Scientists have successfully mapped the DNA of two types of cancer, promising future treatments that will target the deadly disease.
Research teams, headed up by the Wellcome Trust Sanger Institute, said that it’s the first comprehensive analysis of cancer genomes.
Cancers occur from mutations built up over the lifetime of a human being, and the scientists have mapped both a malignant melanoma and a lung cancer. The scientists said that a smoker is likely to acquire one mutation for every 15 cigarettes she or he smokes.
Malignant melanoma is a particularly pernicious form of skin cancer and three out of four skin cancer deaths are caused by it.

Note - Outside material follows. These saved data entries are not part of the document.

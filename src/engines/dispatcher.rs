// Copyright (c) 2025 Kirky.X
//
// Licensed under the MIT License
// See LICENSE file in the project root for full license information.

use crate::domain::models::retrieved_page::RetrievedPage;
use crate::domain::models::source_profile::{RetrievalMethod, SourceProfile};
use crate::engines::traits::{EngineError, ScrapeRequest, ScraperEngine};
use crate::infrastructure::observability::metrics;
use crate::utils::progress::{AttemptState, PipelineEvent, PipelineObserver};
use crate::utils::retry_policy::RetryPolicy;
use std::sync::Arc;
use std::time::Duration;
use thiserror::Error;
use tracing::{debug, warn};

/// 低于该字节数的页面视为无效
pub const DEFAULT_MIN_BODY_BYTES: usize = 100;

/// 引擎自身超时之外额外留给单次尝试的时间
const HARD_TIMEOUT_GRACE: Duration = Duration::from_secs(15);

/// 获取错误类型
#[derive(Error, Debug)]
pub enum RetrievalError {
    /// 数据源没有配置任何URL
    #[error("No candidate URLs configured")]
    NoCandidates,
    /// 所有URL和抓取方式都已尝试
    #[error("All {attempts} attempts failed, last error: {last}")]
    Exhausted { attempts: u32, last: String },
    /// 抓到了页面，但没有一个页面包含可用数据
    #[error("{pages} page(s) retrieved but none contained usable data")]
    NoData { pages: usize },
}

/// 调用方对单个页面的评估结果
#[derive(Debug, Clone, PartialEq)]
pub enum PageVerdict<T> {
    /// 结果已足够，停止抓取
    Sufficient(T),
    /// 有结果但不够，保留并继续尝试后续方式和URL
    Partial { value: T, records: usize },
    /// 页面没有可用数据
    Empty,
}

/// 获取调度器
///
/// 按配置顺序依次尝试每个候选URL，对每个URL按数据源的策略依次使用
/// 静态或渲染抓取，每种方式在重试策略范围内重试。每个抓到的页面立即交给
/// 调用方评估：结果足够则返回，不够或为空则转入下一种方式或下一个URL，
/// 最终返回记录数最多的部分结果。
/// 不可重试的错误直接转入下一种方式或下一个URL。
pub struct RetrievalDispatcher {
    static_engine: Arc<dyn ScraperEngine>,
    rendered_engine: Arc<dyn ScraperEngine>,
    retry: RetryPolicy,
    static_timeout: Duration,
    rendered_timeout: Duration,
    min_body_bytes: usize,
}

impl RetrievalDispatcher {
    pub fn new(
        static_engine: Arc<dyn ScraperEngine>,
        rendered_engine: Arc<dyn ScraperEngine>,
        retry: RetryPolicy,
    ) -> Self {
        Self {
            static_engine,
            rendered_engine,
            retry,
            static_timeout: Duration::from_secs(20),
            rendered_timeout: Duration::from_secs(30),
            min_body_bytes: DEFAULT_MIN_BODY_BYTES,
        }
    }

    /// 设置两种抓取方式的默认单次超时，数据源配置可以覆盖
    pub fn with_timeouts(mut self, static_timeout: Duration, rendered_timeout: Duration) -> Self {
        self.static_timeout = static_timeout;
        self.rendered_timeout = rendered_timeout;
        self
    }

    pub fn with_min_body_bytes(mut self, min_body_bytes: usize) -> Self {
        self.min_body_bytes = min_body_bytes;
        self
    }

    fn engine(&self, method: RetrievalMethod) -> &Arc<dyn ScraperEngine> {
        match method {
            RetrievalMethod::Static => &self.static_engine,
            RetrievalMethod::Rendered => &self.rendered_engine,
        }
    }

    fn request_for(&self, profile: &SourceProfile, url: &str, method: RetrievalMethod) -> ScrapeRequest {
        match method {
            RetrievalMethod::Static => ScrapeRequest::new(url, profile.attempt_timeout(self.static_timeout)),
            RetrievalMethod::Rendered => {
                ScrapeRequest::new(url, profile.attempt_timeout(self.rendered_timeout))
                    .with_wait_for(profile.wait_for.as_str())
            }
        }
    }

    /// 为数据源获取页面并逐页评估
    ///
    /// `evaluate` 在每次成功抓取后同步调用，页面在评估后即被丢弃。
    pub async fn retrieve_with<T, F>(
        &self,
        profile: &SourceProfile,
        observer: &dyn PipelineObserver,
        mut evaluate: F,
    ) -> Result<T, RetrievalError>
    where
        F: FnMut(RetrievedPage) -> PageVerdict<T>,
    {
        if profile.urls.is_empty() {
            return Err(RetrievalError::NoCandidates);
        }

        let mut attempts = 0;
        let mut pages = 0;
        let mut last_error = None;
        let mut best: Option<(T, usize)> = None;

        for url in &profile.urls {
            for &method in profile.strategy.methods() {
                let request = self.request_for(profile, url, method);

                for attempt in 1..=self.retry.max_attempts.max(1) {
                    attempts += 1;
                    observer.on_event(&PipelineEvent::Attempt {
                        bank: profile.bank.clone(),
                        url: url.clone(),
                        method,
                        attempt,
                        state: AttemptState::Fetching,
                    });

                    match self.attempt(&request, method).await {
                        Ok(html) => {
                            metrics::record_fetch_attempt(method, true);
                            observer.on_event(&PipelineEvent::Attempt {
                                bank: profile.bank.clone(),
                                url: url.clone(),
                                method,
                                attempt,
                                state: AttemptState::Succeeded { bytes: html.len() },
                            });
                            pages += 1;

                            match evaluate(RetrievedPage::new(&profile.bank, url, html, method)) {
                                PageVerdict::Sufficient(value) => return Ok(value),
                                PageVerdict::Partial { value, records } => {
                                    debug!(bank = %profile.bank, url = %url, ?method, records, "Partial result, trying next candidate");
                                    if best.as_ref().map_or(true, |(_, kept)| records > *kept) {
                                        best = Some((value, records));
                                    }
                                }
                                PageVerdict::Empty => {
                                    debug!(bank = %profile.bank, url = %url, ?method, "Page had no usable data, trying next candidate");
                                }
                            }
                            break;
                        }
                        Err(e) => {
                            metrics::record_fetch_attempt(method, false);
                            observer.on_event(&PipelineEvent::Attempt {
                                bank: profile.bank.clone(),
                                url: url.clone(),
                                method,
                                attempt,
                                state: AttemptState::Failed {
                                    reason: e.to_string(),
                                },
                            });

                            let retryable = e.is_retryable();
                            last_error = Some(e);
                            if !retryable || !self.retry.should_retry(attempt) {
                                break;
                            }

                            let backoff = self.retry.backoff_for(attempt);
                            debug!(bank = %profile.bank, url = %url, attempt, backoff_ms = backoff.as_millis() as u64, "Backing off");
                            tokio::time::sleep(backoff).await;
                        }
                    }
                }
            }
        }

        if let Some((value, records)) = best {
            debug!(bank = %profile.bank, records, "Using best partial result");
            return Ok(value);
        }
        if pages > 0 {
            warn!(bank = %profile.bank, pages, attempts, "No retrieved page contained usable data");
            return Err(RetrievalError::NoData { pages });
        }

        let last = last_error
            .map(|e| e.to_string())
            .unwrap_or_else(|| "no retrieval method configured".to_string());
        warn!(bank = %profile.bank, attempts, last = %last, "All retrieval attempts failed");
        Err(RetrievalError::Exhausted { attempts, last })
    }

    async fn attempt(&self, request: &ScrapeRequest, method: RetrievalMethod) -> Result<String, EngineError> {
        let engine = self.engine(method);
        let response = tokio::time::timeout(
            request.timeout + HARD_TIMEOUT_GRACE,
            engine.scrape(request),
        )
        .await
        .map_err(|_| EngineError::Timeout)??;

        let len = response.content.trim().len();
        if len < self.min_body_bytes {
            return Err(EngineError::BodyTooSmall(len));
        }
        Ok(response.content)
    }
}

The melanome genome showed 30,000 mutations that are records of how and when they were acquired during a patient’s lifetime.
Professor Mike Stratton, at the Cancer Genome Project at the the Wellcome Trust Sanger Institute explained that these two types of cancer are the most prevalent forms for which scientists know the primary exposure.

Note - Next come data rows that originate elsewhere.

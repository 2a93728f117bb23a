// Copyright (c) 2025 Kirky.X
//
// Licensed under the MIT License
// See LICENSE file in the project root for full license information.

/// 数据源编排器
pub mod source_orchestrator;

He said: “For lung cancer, it is cigarette smoke and for malignant melanoma it is exposure to sunlight. With these genome sequences we have been able to explore deep into the past of each tumor, uncovering with remarkable clarity the imprints of these environmental mutagens on DNA, which occurred years before the tumor became apparent.”

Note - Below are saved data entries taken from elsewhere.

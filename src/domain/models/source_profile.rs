// Copyright (c) 2025 Kirky.X
//
// Licensed under the MIT License
// See LICENSE file in the project root for full license information.

use serde::{Deserialize, Serialize};
use std::fmt;
use std::time::Duration;
use validator::{Validate, ValidationError};

/// 抓取方式
#[derive(Debug, Clone, Copy, PartialEq, Eq, Hash, Serialize, Deserialize)]
#[serde(rename_all = "snake_case")]
pub enum RetrievalMethod {
    /// 单次HTTP GET
    Static,
    /// 无头浏览器渲染
    Rendered,
}

impl RetrievalMethod {
    pub fn as_str(&self) -> &'static str {
        match self {
            RetrievalMethod::Static => "static",
            RetrievalMethod::Rendered => "rendered",
        }
    }
}

impl fmt::Display for RetrievalMethod {
    fn fmt(&self, f: &mut fmt::Formatter<'_>) -> fmt::Result {
        f.write_str(self.as_str())
    }
}

/// 每个URL上尝试抓取方式的顺序
#[derive(Debug, Clone, Copy, PartialEq, Eq, Default, Serialize, Deserialize)]
#[serde(rename_all = "snake_case")]
pub enum RetrievalStrategy {
    /// 纯静态站点，不启动浏览器
    #[default]
    StaticOnly,
    /// 依赖JS渲染的站点
    RenderedOnly,
    StaticThenRendered,
    RenderedThenStatic,
}

impl RetrievalStrategy {
    /// 按顺序返回需要尝试的抓取方式
    pub fn methods(&self) -> &'static [RetrievalMethod] {
        match self {
            RetrievalStrategy::StaticOnly => &[RetrievalMethod::Static],
            RetrievalStrategy::RenderedOnly => &[RetrievalMethod::Rendered],
            RetrievalStrategy::StaticThenRendered => {
                &[RetrievalMethod::Static, RetrievalMethod::Rendered]
            }
            RetrievalStrategy::RenderedThenStatic => {
                &[RetrievalMethod::Rendered, RetrievalMethod::Static]
            }
        }
    }
}

fn default_wait_for() -> String {
    "table".to_string()
}

fn default_min_score() -> u32 {
    2
}

/// 数据源配置
///
/// 描述一家银行的候选页面（按优先级排列）、抓取策略以及
/// 表格评分所用的站点特定关键字。启动时创建，运行期间不可变。
#[derive(Debug, Clone, Serialize, Deserialize, Validate)]
pub struct SourceProfile {
    /// 银行标识
    #[validate(length(min = 1))]
    pub bank: String,
    /// 候选URL，按优先级排列
    #[validate(length(min = 1), custom(function = "validate_urls"))]
    pub urls: Vec<String>,
    /// 抓取策略
    #[serde(default)]
    pub strategy: RetrievalStrategy,
    /// 渲染抓取时等待出现的CSS选择器
    #[serde(default = "default_wait_for")]
    pub wait_for: String,
    /// 单次尝试超时（秒），未设置时使用全局配置
    #[serde(default)]
    pub attempt_timeout_secs: Option<u64>,
    /// 站点特定的表格容器CSS类，评分权重最高
    #[serde(default)]
    pub container_classes: Vec<String>,
    /// 额外的领域关键字
    #[serde(default)]
    pub keywords: Vec<String>,
    /// 表格最低相关性分数
    #[serde(default = "default_min_score")]
    pub min_score: u32,
}

impl SourceProfile {
    /// 使用默认提示创建配置
    pub fn new(bank: impl Into<String>, urls: Vec<String>) -> Self {
        Self {
            bank: bank.into(),
            urls,
            strategy: RetrievalStrategy::default(),
            wait_for: default_wait_for(),
            attempt_timeout_secs: None,
            container_classes: Vec::new(),
            keywords: Vec::new(),
            min_score: default_min_score(),
        }
    }

    pub fn with_strategy(mut self, strategy: RetrievalStrategy) -> Self {
        self.strategy = strategy;
        self
    }

    pub fn with_container_classes(mut self, classes: Vec<String>) -> Self {
        self.container_classes = classes;
        self
    }

    /// 单次尝试超时，优先使用配置自身的覆盖值
    pub fn attempt_timeout(&self, fallback: Duration) -> Duration {
        self.attempt_timeout_secs
            .map(Duration::from_secs)
            .unwrap_or(fallback)
    }
}

#[allow(clippy::ptr_arg)]
fn validate_urls(urls: &Vec<String>) -> Result<(), ValidationError> {
    for raw in urls {
        let parsed = url::Url::parse(raw).map_err(|_| ValidationError::new("invalid_url"))?;
        if !matches!(parsed.scheme(), "http" | "https") {
            return Err(ValidationError::new("unsupported_scheme"));
        }
    }
    Ok(())
}

#[cfg(test)]
mod tests {
    use super::*;

    #[test]
    fn test_strategy_methods_order() {
        assert_eq!(
            RetrievalStrategy::RenderedThenStatic.methods(),
            &[RetrievalMethod::Rendered, RetrievalMethod::Static]
        );
        assert_eq!(
            RetrievalStrategy::StaticOnly.methods(),
            &[RetrievalMethod::Static]
        );
    }

    #[test]
    fn test_profile_validation() {
        let ok = SourceProfile::new("SBI", vec!["https://sbi.co.in/rates".to_string()]);
        assert!(ok.validate().is_ok());

        let no_urls = SourceProfile::new("SBI", vec![]);
        assert!(no_urls.validate().is_err());

        let bad_scheme = SourceProfile::new("SBI", vec!["ftp://sbi.co.in".to_string()]);
        assert!(bad_scheme.validate().is_err());
    }

    #[test]
    fn test_profile_deserialize_defaults() {
        let profile: SourceProfile = serde_json::from_value(serde_json::json!({
            "bank": "Canara Bank",
            "urls": ["https://canarabank.com/rates"],
            "strategy": "rendered_then_static"
        }))
        .unwrap();

        assert_eq!(profile.strategy, RetrievalStrategy::RenderedThenStatic);
        assert_eq!(profile.wait_for, "table");
        assert_eq!(profile.min_score, 2);
        assert_eq!(
            profile.attempt_timeout(Duration::from_secs(20)),
            Duration::from_secs(20)
        );
    }
}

The human genome, he continued, desperately attempts to defend itself against the damage caused by the chemicals in cigarette smoke and ultraviolet radiation. “Our cells fight back furiously to repair the damage, but frequently lose that fight.”
The lung cancer genome had over 23,000 mutations and the melanoma 33,000. Dr Peter Campbell from the Wellcome Trust Sanger Institute said: “The knowedge we extract over the next few years will have major implications for treatment. By identifying all the cancer genes, we will be able to develop new drugs that target the specific mutated genes and work out which patients will benefit from these novel treatments,” he said.